Quand le fourgon se prend pour une supercar
Avec plus de 90 km/h au-dessus de la vitesse autorisée, sur un axe où la moindre erreur peut coûter très cher, l’erreur coûte cher. Depuis les nouvelles mesures entrées en vigueur en 2026, ce genre de démonstration mécanique n’est plus une simple bêtise : elle est désormais classée parmi les infractions les plus graves, avec à la clé des poursuites pénales et, selon les circonstances, une peine de prison possible.

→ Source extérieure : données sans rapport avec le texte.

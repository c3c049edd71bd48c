//! Property-based tests for interest matching and attendance bookkeeping.
//!
//! These tests verify that:
//! - Queries preserve exhibit / admission order
//! - Cost ordering is descending and stable on ties
//! - Revenue and balances always agree with the attendance ledger

use museum_sim::{reconcile, Exhibit, Money, Museum, Patron, SkipReason};
use proptest::prelude::*;

const NAMES: &[&str] = &["Gems", "Scrolls", "IMAX", "Dinosaurs", "Space"];

/// Strategy for (name, cost) exhibit specs drawn from a small name pool,
/// so patrons actually hit them and ties on cost are common.
fn arb_exhibits() -> impl Strategy<Value = Vec<(String, Money)>> {
    prop::collection::vec(
        (prop::sample::select(NAMES), 0..20i64).prop_map(|(n, c)| (n.to_string(), c)),
        0..8,
    )
}

/// Strategy for (spending money, interests) patron specs.
fn arb_patrons() -> impl Strategy<Value = Vec<(Money, Vec<String>)>> {
    prop::collection::vec(
        (
            0..40i64,
            prop::collection::vec(prop::sample::select(NAMES).prop_map(str::to_string), 0..5),
        ),
        0..6,
    )
}

fn build_museum(exhibits: &[(String, Money)]) -> Museum {
    let mut museum = Museum::new("Property Museum");
    for (name, cost) in exhibits {
        museum.add_exhibit(Exhibit::new(name.clone(), *cost).unwrap());
    }
    museum
}

fn build_patron(i: usize, money: Money, interests: &[String]) -> Patron {
    Patron::new(format!("Patron {}", i), money)
        .unwrap()
        .with_interests(interests.iter().cloned())
}

proptest! {
    /// interested iff the exhibit name is one of the patron's interests.
    #[test]
    fn interested_is_membership(exhibits in arb_exhibits(), patrons in arb_patrons()) {
        let museum = build_museum(&exhibits);
        for (i, (money, interests)) in patrons.iter().enumerate() {
            let patron = build_patron(i, *money, interests);
            for exhibit in museum.exhibits() {
                prop_assert_eq!(
                    museum.interested(&patron, exhibit),
                    interests.iter().any(|i| i == exhibit.name())
                );
            }
        }
    }

    /// recommend_exhibits is the interested subset, in exhibit order.
    #[test]
    fn recommend_preserves_order(exhibits in arb_exhibits(), patrons in arb_patrons()) {
        let museum = build_museum(&exhibits);
        for (i, (money, interests)) in patrons.iter().enumerate() {
            let patron = build_patron(i, *money, interests);
            let expected: Vec<&Exhibit> = museum
                .exhibits()
                .iter()
                .filter(|e| interests.iter().any(|i| i == e.name()))
                .collect();
            prop_assert_eq!(museum.recommend_exhibits(&patron), expected);
        }
    }

    /// Cost ordering is non-increasing and keeps exhibit order on ties.
    #[test]
    fn by_cost_is_descending_and_stable(exhibits in arb_exhibits(), patrons in arb_patrons()) {
        let museum = build_museum(&exhibits);
        let position = |e: &Exhibit| museum.exhibits().iter().position(|x| x.id() == e.id()).unwrap();

        for (i, (money, interests)) in patrons.iter().enumerate() {
            let patron = build_patron(i, *money, interests);
            let by_cost = museum.interested_exhibits_by_cost(&patron);

            prop_assert_eq!(by_cost.len(), museum.recommend_exhibits(&patron).len());
            for pair in by_cost.windows(2) {
                prop_assert!(pair[0].cost() >= pair[1].cost());
                if pair[0].cost() == pair[1].cost() {
                    prop_assert!(position(pair[0]) < position(pair[1]));
                }
            }
        }
    }

    /// Grouping never lists an exhibit nobody likes and agrees with
    /// patrons_who_like_exhibit.
    #[test]
    fn grouping_matches_per_exhibit_query(exhibits in arb_exhibits(), patrons in arb_patrons()) {
        let mut museum = build_museum(&exhibits);
        for (i, (money, interests)) in patrons.iter().enumerate() {
            museum.admit(build_patron(i, *money, interests));
        }

        for (exhibit, fans) in museum.patrons_by_exhibit_interest() {
            prop_assert!(!fans.is_empty());
            prop_assert_eq!(fans, museum.patrons_who_like_exhibit(exhibit));
        }
    }

    /// Revenue, balances and the attendance map all agree with the ledger.
    #[test]
    fn books_always_balance(exhibits in arb_exhibits(), patrons in arb_patrons()) {
        let mut museum = build_museum(&exhibits);

        for (i, (money, interests)) in patrons.iter().enumerate() {
            let report = museum.admit(build_patron(i, *money, interests));

            prop_assert_eq!(report.remaining_money, money - report.spent());
            prop_assert!(report.remaining_money >= 0);
            for pair in report.attended.windows(2) {
                prop_assert!(pair[0].cost >= pair[1].cost);
            }
            // Anything skipped was unaffordable at that moment
            for skipped in &report.skipped {
                prop_assert_eq!(skipped.reason, SkipReason::Unaffordable);
                prop_assert!(skipped.cost > skipped.balance);
            }
        }

        let ledger_total: Money = museum.attendance().iter().map(|a| a.cost).sum();
        prop_assert_eq!(museum.revenue(), ledger_total);

        for patron in museum.patrons() {
            let spent: Money = museum
                .attendance()
                .iter()
                .filter(|a| a.patron_id == patron.id)
                .map(|a| a.cost)
                .sum();
            let (start, _) = &patrons[patron.name.trim_start_matches("Patron ").parse::<usize>().unwrap()];
            prop_assert_eq!(patron.spending_money(), start - spent);
        }

        let report = reconcile(&museum);
        prop_assert!(report.is_balanced(), "{:?}", report.discrepancies);
    }
}
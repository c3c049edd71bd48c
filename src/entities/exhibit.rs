// 🖼️ Exhibit Entity - a named attraction with a fixed admission cost
//
// The exhibit name is what patrons declare interest in, so it doubles as
// the matching key. The UUID is what the museum's attendance map is keyed on:
// a cloned exhibit is the same exhibit, two exhibits built with the same
// name and cost are not.

use serde::{Deserialize, Serialize};

use super::Money;
use crate::error::{non_empty, non_negative, MuseumResult};

// ============================================================================
// EXHIBIT ENTITY
// ============================================================================

#[derive(Debug, Clone, PartialEq, Eq, Serialize, Deserialize)]
pub struct Exhibit {
    /// Stable identity (UUID) - NEVER changes
    id: String,

    /// Display name, matched against patron interests
    name: String,

    /// Admission price, never negative
    cost: Money,
}

impl Exhibit {
    /// Create new exhibit with a fresh UUID
    pub fn new(name: impl Into<String>, cost: Money) -> MuseumResult<Self> {
        Ok(Exhibit {
            id: uuid::Uuid::new_v4().to_string(),
            name: non_empty("Exhibit", name.into())?,
            cost: non_negative("cost", cost)?,
        })
    }

    pub fn id(&self) -> &str {
        &self.id
    }

    pub fn name(&self) -> &str {
        &self.name
    }

    pub fn cost(&self) -> Money {
        self.cost
    }

    /// Free exhibits are attended by every interested patron
    pub fn is_free(&self) -> bool {
        self.cost == 0
    }
}

// ============================================================================
// TESTS
// ============================================================================
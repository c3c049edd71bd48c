// 🏛️ Museum - aggregate root for exhibits, patrons and attendance
//
// Queries never reorder or mutate the exhibit list; they build new Vecs.
// Admission is the only place money moves:
//   patron.spending_money -= cost  and  museum.revenue += cost
// happen together, once per recorded attendance.

use chrono::{DateTime, Utc};
use serde::{Deserialize, Serialize};
use std::collections::{HashMap, HashSet};
use tracing::{debug, info, warn};

use crate::attendance::{AdmissionReport, Attendance, SkipReason, SkippedExhibit};
use crate::entities::{Exhibit, Money, Patron};
use crate::error::{MuseumError, MuseumResult};

// ============================================================================
// MUSEUM
// ============================================================================

#[derive(Debug, Clone, Serialize, Deserialize)]
pub struct Museum {
    /// Stable identity (UUID)
    pub id: String,
    pub name: String,
    pub opened_at: DateTime<Utc>,

    /// In the order they were added; duplicates allowed
    pub(crate) exhibits: Vec<Exhibit>,

    /// In admission order
    pub(crate) patrons: Vec<Patron>,

    /// Sum of every recorded attendance cost
    pub(crate) revenue: Money,

    /// exhibit id -> patron ids, in admission order.
    /// A key exists only once someone has attended.
    pub(crate) patrons_of_exhibits: HashMap<String, Vec<String>>,

    /// Append-only ledger backing `revenue` and `patrons_of_exhibits`
    pub(crate) attendance: Vec<Attendance>,
}

impl Museum {
    pub fn new(name: impl Into<String>) -> Self {
        Museum {
            id: uuid::Uuid::new_v4().to_string(),
            name: name.into(),
            opened_at: Utc::now(),
            exhibits: Vec::new(),
            patrons: Vec::new(),
            revenue: 0,
            patrons_of_exhibits: HashMap::new(),
            attendance: Vec::new(),
        }
    }

    // ========================================================================
    // ACCESSORS
    // ========================================================================

    pub fn exhibits(&self) -> &[Exhibit] {
        &self.exhibits
    }

    pub fn patrons(&self) -> &[Patron] {
        &self.patrons
    }

    pub fn revenue(&self) -> Money {
        self.revenue
    }

    pub fn patrons_of_exhibits(&self) -> &HashMap<String, Vec<String>> {
        &self.patrons_of_exhibits
    }

    pub fn attendance(&self) -> &[Attendance] {
        &self.attendance
    }

    pub fn exhibit(&self, id: &str) -> Option<&Exhibit> {
        self.exhibits.iter().find(|e| e.id() == id)
    }

    pub fn patron(&self, id: &str) -> Option<&Patron> {
        self.patrons.iter().find(|p| p.id == id)
    }

    // ========================================================================
    // MUTATION
    // ========================================================================

    pub fn add_exhibit(&mut self, exhibit: Exhibit) {
        debug!(
            exhibit = %exhibit.name(),
            cost = exhibit.cost(),
            free = exhibit.is_free(),
            "exhibit added"
        );
        self.exhibits.push(exhibit);
    }

    /// Add an interest to a patron who has already been admitted.
    ///
    /// Only affects later queries; the patron's tour already happened.
    pub fn add_patron_interest(
        &mut self,
        patron_id: &str,
        interest: impl Into<String>,
    ) -> MuseumResult<()> {
        let patron = self
            .patrons
            .iter_mut()
            .find(|p| p.id == patron_id)
            .ok_or_else(|| MuseumError::UnknownPatron(patron_id.to_string()))?;
        patron.add_interest(interest);
        Ok(())
    }

    /// Admit a patron and send them through every exhibit they want to see,
    /// costliest first, paying for each one they can still afford.
    ///
    /// Affordability is checked per exhibit against the running balance, so
    /// skipping an expensive exhibit does not stop the patron from seeing a
    /// cheaper one afterwards.
    pub fn admit(&mut self, mut patron: Patron) -> AdmissionReport {
        patron.admitted_at = Some(Utc::now());

        let tour: Vec<Exhibit> = self
            .interested_exhibits_by_cost(&patron)
            .into_iter()
            .cloned()
            .collect();

        let mut report = AdmissionReport::new(&patron);

        for exhibit in &tour {
            if !patron.can_afford(exhibit.cost()) {
                debug!(
                    patron = %patron.name,
                    exhibit = %exhibit.name(),
                    cost = exhibit.cost(),
                    balance = patron.spending_money,
                    "cannot afford, skipping"
                );
                report.skipped.push(SkippedExhibit::new(
                    exhibit,
                    patron.spending_money,
                    SkipReason::Unaffordable,
                ));
                continue;
            }

            let Some(revenue) = self.revenue.checked_add(exhibit.cost()) else {
                warn!(
                    museum = %self.name,
                    patron = %patron.name,
                    exhibit = %exhibit.name(),
                    cost = exhibit.cost(),
                    revenue = self.revenue,
                    "payment would overflow revenue, skipping"
                );
                report.skipped.push(SkippedExhibit::new(
                    exhibit,
                    patron.spending_money,
                    SkipReason::RevenueOverflow,
                ));
                continue;
            };

            patron.spending_money -= exhibit.cost();
            let attendance = self.record_attendance(exhibit, &patron, revenue);
            debug!(
                patron = %patron.name,
                exhibit = %exhibit.name(),
                cost = exhibit.cost(),
                balance = patron.spending_money,
                "attended"
            );
            report.attended.push(attendance);
        }

        report.remaining_money = patron.spending_money;
        info!(
            museum = %self.name,
            patron = %patron.name,
            attended = report.attended.len(),
            spent = report.spent(),
            "patron admitted"
        );

        self.patrons.push(patron);
        report
    }

    fn record_attendance(
        &mut self,
        exhibit: &Exhibit,
        patron: &Patron,
        revenue: Money,
    ) -> Attendance {
        self.revenue = revenue;
        self.patrons_of_exhibits
            .entry(exhibit.id().to_string())
            .or_default()
            .push(patron.id.clone());

        let attendance = Attendance::new(exhibit, patron);
        self.attendance.push(attendance.clone());
        attendance
    }

    // ========================================================================
    // QUERIES
    // ========================================================================

    /// True iff the exhibit's name appears anywhere in the patron's interests
    pub fn interested(&self, patron: &Patron, exhibit: &Exhibit) -> bool {
        patron.has_interest(exhibit.name())
    }

    /// Exhibits the patron is interested in, in exhibit order
    pub fn recommend_exhibits(&self, patron: &Patron) -> Vec<&Exhibit> {
        self.exhibits
            .iter()
            .filter(|exhibit| self.interested(patron, exhibit))
            .collect()
    }

    /// Patrons interested in the exhibit, in admission order
    pub fn patrons_who_like_exhibit(&self, exhibit: &Exhibit) -> Vec<&Patron> {
        self.patrons
            .iter()
            .filter(|patron| self.interested(patron, exhibit))
            .collect()
    }

    /// Each exhibit paired with its interested patrons, in exhibit order.
    ///
    /// Exhibits nobody likes are left out. An exhibit added more than once
    /// appears once, at its first position.
    pub fn patrons_by_exhibit_interest(&self) -> Vec<(&Exhibit, Vec<&Patron>)> {
        let mut seen = HashSet::new();

        self.exhibits
            .iter()
            .filter(|exhibit| seen.insert(exhibit.id()))
            .filter_map(|exhibit| {
                let patrons = self.patrons_who_like_exhibit(exhibit);
                if patrons.is_empty() {
                    None
                } else {
                    Some((exhibit, patrons))
                }
            })
            .collect()
    }

    /// `recommend_exhibits` ordered costliest first; equal costs keep
    /// exhibit order
    pub fn interested_exhibits_by_cost(&self, patron: &Patron) -> Vec<&Exhibit> {
        let mut exhibits = self.recommend_exhibits(patron);
        // sort_by is stable
        exhibits.sort_by(|a, b| b.cost().cmp(&a.cost()));
        exhibits
    }

    /// Patrons who paid to attend the exhibit, in admission order
    pub fn patrons_of_exhibit(&self, exhibit: &Exhibit) -> Vec<&Patron> {
        self.patrons_of_exhibits
            .get(exhibit.id())
            .map(|ids| ids.iter().filter_map(|id| self.patron(id)).collect())
            .unwrap_or_default()
    }

    /// Revenue earned per exhibit, in exhibit order (duplicates collapsed)
    pub fn revenue_by_exhibit(&self) -> Vec<(&Exhibit, Money)> {
        let mut totals: HashMap<&str, Money> = HashMap::new();
        for attendance in &self.attendance {
            let total = totals.entry(attendance.exhibit_id.as_str()).or_insert(0);
            *total = total.saturating_add(attendance.cost);
        }

        let mut seen = HashSet::new();
        self.exhibits
            .iter()
            .filter(|exhibit| seen.insert(exhibit.id()))
            .map(|exhibit| {
                let total = totals.get(exhibit.id()).copied().unwrap_or(0);
                (exhibit, total)
            })
            .collect()
    }
}

// ============================================================================
// TESTS
// ============================================================================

Carton rouge immédiat, et pas seulement sur la route
La sanction est tombée sans détour. Permis retiré sur-le-champ, utilitaire immobilisé puis rendu à l’entreprise, et convocation devant la justice en ligne de mire. Mais la chute ne s’est pas arrêtée là : l’employeur, peu sensible aux exploits de vitesse en véhicule professionnel, a prononcé un licenciement immédiat pour faute grave. En quelques minutes, la virée à 200 km/h s’est transformée en freinage brutal… professionnel, judiciaire et personnel.
Flashé à 202 km/h avec un utilitaire de société : le trajet qui a tout fait basculer
Sur une autoroute pourtant limitée à 110 km/h, un jeune salarié du bâtiment a été contrôlé à 202 km/h au volant d’un véhicule de société. Un excès de vitesse hors normes qui, avec la loi 2026, ne se limite plus à une simple sanction routière mais peut désormais le conduire derrière les barreaux.